The City replies that plaintiffs' petition alleges harm based solely on the October 2004 search and seizure. That interpretation of plaintiffs' claim is reasonable. Plaintiffs' petition alleges harm stemming from their: "constitutional rights to be protected against having their property invaded and unreasonably searched and their property seized, without a warrant issued upon probable cause, that described property to be seized with particularity, or to be protected from seizure of their property not particularly described in such warrant ( Fourth Amendment)." This is clearly a claim challenging the October 2004 search and seizure itself, and is therefore barred by the two-year statute of limitations. Therefore, the City's motion for summary judgment as to that portion of plaintiffs' claim alleging violations of plaintiffs' rights for an unconstitutional search and seizure is granted.

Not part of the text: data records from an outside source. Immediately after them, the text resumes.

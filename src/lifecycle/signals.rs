//! OS signal handling.

/// Wait until the process is asked to stop (Ctrl+C, or SIGTERM on Unix).
pub async fn wait_for_signal() {
    let ctrl_c = async {
        if let Err(e) = tokio::signal::ctrl_c().await {
            tracing::error!(error = %e, "Failed to listen for Ctrl+C");
            std::future::pending::<()>().await;
        }
    };

    #[cfg(unix)]
    let terminate = async {
        match tokio::signal::unix::signal(tokio::signal::unix::SignalKind::terminate()) {
            Ok(mut signal) => {
                signal.recv().await;
            }
            Err(e) => {
                tracing::error!(error = %e, "Failed to listen for SIGTERM");
                std::future::pending::<()>().await;
            }
        }
    };

    #[cfg(not(unix))]
    let terminate = std::future::pending::<()>();

    tokio::select! {
        _ = ctrl_c => tracing::info!("Received Ctrl+C"),
        _ = terminate => tracing::info!("Received SIGTERM"),
    }
}
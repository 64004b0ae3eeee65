//! Process-wide basket registry.
//!
//! # Responsibilities
//! - Own every basket, keyed by unique name
//! - Create, look up and delete baskets
//! - List names in creation order, paginated
//!
//! # Design Decisions
//! - `DashMap` gives sharded locking; baskets are fully built before insert
//! - Baskets are handed out as `Arc`, so a deleted basket stays usable by
//!   whoever already holds it
//! - Listing order comes from a monotonically increasing creation sequence

use dashmap::{mapref::entry::Entry, DashMap};
use serde::Serialize;
use std::sync::atomic::{AtomicU64, Ordering};
use std::sync::Arc;

use crate::basket::basket::Basket;
use crate::basket::config::BasketConfig;
use crate::basket::page::PageRequest;
use crate::error::{BasketError, BasketResult};
use crate::observability::metrics;

/// A page of basket names.
#[derive(Debug, Clone, Serialize)]
pub struct BasketPage {
    pub names: Vec<String>,
    /// Registry size at listing time.
    pub count: usize,
    pub has_more: bool,
    pub max: usize,
    pub skip: usize,
}

/// Name -> basket map.
#[derive(Debug, Default)]
pub struct BasketRegistry {
    baskets: DashMap<String, Arc<Basket>>,
    next_seq: AtomicU64,
}

impl BasketRegistry {
    pub fn new() -> Self {
        Self::default()
    }

    /// Register a new basket under `name`.
    ///
    /// Fails with `Conflict` if the name is taken; the existing basket is untouched.
    pub fn create(&self, name: &str, config: BasketConfig) -> BasketResult<Arc<Basket>> {
        // The entry guard holds a shard lock; `len()` must wait until it drops.
        let basket = match self.baskets.entry(name.to_string()) {
            Entry::Occupied(_) => return Err(BasketError::Conflict(name.to_string())),
            Entry::Vacant(slot) => {
                let seq = self.next_seq.fetch_add(1, Ordering::Relaxed);
                let basket = Arc::new(Basket::new(name, config, seq));
                slot.insert(basket.clone());
                basket
            }
        };
        metrics::record_basket_created(self.baskets.len());
        Ok(basket)
    }

    /// Look up a basket by name. Does not authenticate.
    pub fn get(&self, name: &str) -> BasketResult<Arc<Basket>> {
        self.baskets
            .get(name)
            .map(|r| r.value().clone())
            .ok_or_else(|| BasketError::NotFound(name.to_string()))
    }

    /// Remove a basket and its history.
    pub fn delete(&self, name: &str) -> BasketResult<()> {
        match self.baskets.remove(name) {
            Some(_) => {
                metrics::record_basket_deleted(self.baskets.len());
                Ok(())
            }
            None => Err(BasketError::NotFound(name.to_string())),
        }
    }

    /// List names in creation order.
    pub fn list(&self, page: PageRequest) -> BasketPage {
        let mut entries: Vec<(u64, String)> = self
            .baskets
            .iter()
            .map(|r| (r.value().seq(), r.key().clone()))
            .collect();
        entries.sort_unstable_by_key(|(seq, _)| *seq);

        let count = entries.len();
        let (range, has_more) = page.window(count);
        let names = entries
            .into_iter()
            .skip(range.start)
            .take(range.len())
            .map(|(_, name)| name)
            .collect();

        BasketPage {
            names,
            count,
            has_more,
            max: page.max,
            skip: page.skip,
        }
    }

    pub fn len(&self) -> usize {
        self.baskets.len()
    }

    pub fn is_empty(&self) -> bool {
        self.baskets.is_empty()
    }
}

The court finds, however, that plaintiffs' petition also alleges a § 1983 claim based on the City's alleged failure to return plaintiffs' property. Plaintiffs' petition states as one of the factual bases for the alleged violation of their constitutional rights: "Following the search and seizure, plaintiffs' property was not returned to them but lost, abandoned, destroyed or given by defendant to other persons unknown and unknowable to plaintiffs." This alerts the City to an alleged claim under the Fifth and Fourteenth Amendments, brought via § 1983. The allegations stem from the May 2006 court order directing the City to return the property seized through the search warrant. As a result, the claim is not barred by the two-year statute of limitations and the motion for summary judgment as to that portion of plaintiffs' claim alleging violations of plaintiffs' rights for failure to return plaintiffs' property is denied, because the City's statute of limitations defense fails.

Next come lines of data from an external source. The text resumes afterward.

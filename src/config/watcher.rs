//! Hot reload of the basket and forwarding settings.
//!
//! The parent directory is watched rather than the file itself, so editors
//! that save by writing a temp file and renaming it over the original still
//! trigger a reload. A single save usually produces several events; a reload
//! is only published when the hot-reloadable settings actually changed.

use notify::{Config, Event, EventKind, RecommendedWatcher, RecursiveMode, Watcher};
use std::path::{Path, PathBuf};
use std::time::Duration;
use tokio::sync::mpsc;

use crate::config::loader::load_config;
use crate::config::schema::{ServiceConfig, ServiceSettings};

/// Publishes reloaded configs whenever the settings in the file change.
pub struct ConfigWatcher {
    path: PathBuf,
    current: ServiceSettings,
    update_tx: mpsc::UnboundedSender<ServiceConfig>,
}

impl ConfigWatcher {
    /// `current` is the settings the service started with; reloads that
    /// leave them unchanged are not published.
    pub fn new(
        path: &Path,
        current: ServiceSettings,
    ) -> (Self, mpsc::UnboundedReceiver<ServiceConfig>) {
        let (update_tx, update_rx) = mpsc::unbounded_channel();
        let watcher = Self {
            path: path.to_path_buf(),
            current,
            update_tx,
        };
        (watcher, update_rx)
    }

    /// Start watching. The returned watcher must be kept alive.
    pub fn run(self) -> Result<RecommendedWatcher, notify::Error> {
        let Self {
            path,
            mut current,
            update_tx,
        } = self;
        let dir = match path.parent() {
            Some(dir) if !dir.as_os_str().is_empty() => dir.to_path_buf(),
            _ => PathBuf::from("."),
        };
        let file_name = path.file_name().map(ToOwned::to_owned);
        let watched = path.clone();

        let mut watcher = RecommendedWatcher::new(
            move |res: notify::Result<Event>| {
                let event = match res {
                    Ok(event) => event,
                    Err(e) => {
                        tracing::error!(error = ?e, "Config watch error");
                        return;
                    }
                };
                if !matches!(event.kind, EventKind::Modify(_) | EventKind::Create(_)) {
                    return;
                }
                if !event.paths.iter().any(|p| p.file_name() == file_name.as_deref()) {
                    return;
                }
                if let Some(config) = reload(&watched, &mut current) {
                    let _ = update_tx.send(config);
                }
            },
            Config::default().with_poll_interval(Duration::from_secs(2)),
        )?;

        watcher.watch(&dir, RecursiveMode::NonRecursive)?;

        tracing::info!(path = ?path, "Config watcher started");
        Ok(watcher)
    }
}

/// Load `path` and return it if its settings differ from `current`.
fn reload(path: &Path, current: &mut ServiceSettings) -> Option<ServiceConfig> {
    match load_config(path) {
        Ok(config) => {
            let settings = config.settings();
            if settings == *current {
                tracing::debug!("Config file touched, settings unchanged");
                return None;
            }
            tracing::info!("Config file change detected, reloading");
            *current = settings;
            Some(config)
        }
        Err(e) => {
            tracing::error!(error = %e, "Failed to reload config, keeping current settings");
            None
        }
    }
}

The court must always assure itself of its jurisdiction, however. See Image Software, Inc. v. Reynolds Reynolds Co., 459 F.3d 1044, 1048 (10th Cir. 2006) (stating that a federal court has an independent obligation to determine whether subject matter jurisdiction exists and may raise the issue at any stage in the litigation). It is unclear from the briefing currently before the court how the City's May 2006 behavior rises to the level of a federal constitutional harm. Therefore, within fourteen days of the date of this order, plaintiffs must show how their allegations state a federal constitutional claim giving this court subject matter jurisdiction. Plaintiffs must support their arguments with legal authority. Robey-Harcourt v. BenCorp Financial Co., Inc., 326 F.3d 1140, 1143 (10th Cir. 2003). The City may respond within fourteen days of plaintiffs' filing. Each brief shall be limited to ten pages and no reply shall be filed. In the alternative, plaintiffs may voluntarily dismiss their § 1983 claim.

C. Conversion

"Conversion is the unauthorized assumption or exercise of the right of ownership over goods or personal chattels belonging to another to the exclusion of the other's rights." Bomhoff v. Nelnet Servs., Inc., 279 Kan. 415, 421, 109 P.3d 1241, 1246 (2005) (emphasis added) (holding that federal regulations gave a private lender authority to apply payments to interest before principal and therefore no conversion could be found because the private lender had authority to act as it did). The City argues that the conduct complained of by plaintiffs was authorized, and therefore cannot form the basis for a conversion claim.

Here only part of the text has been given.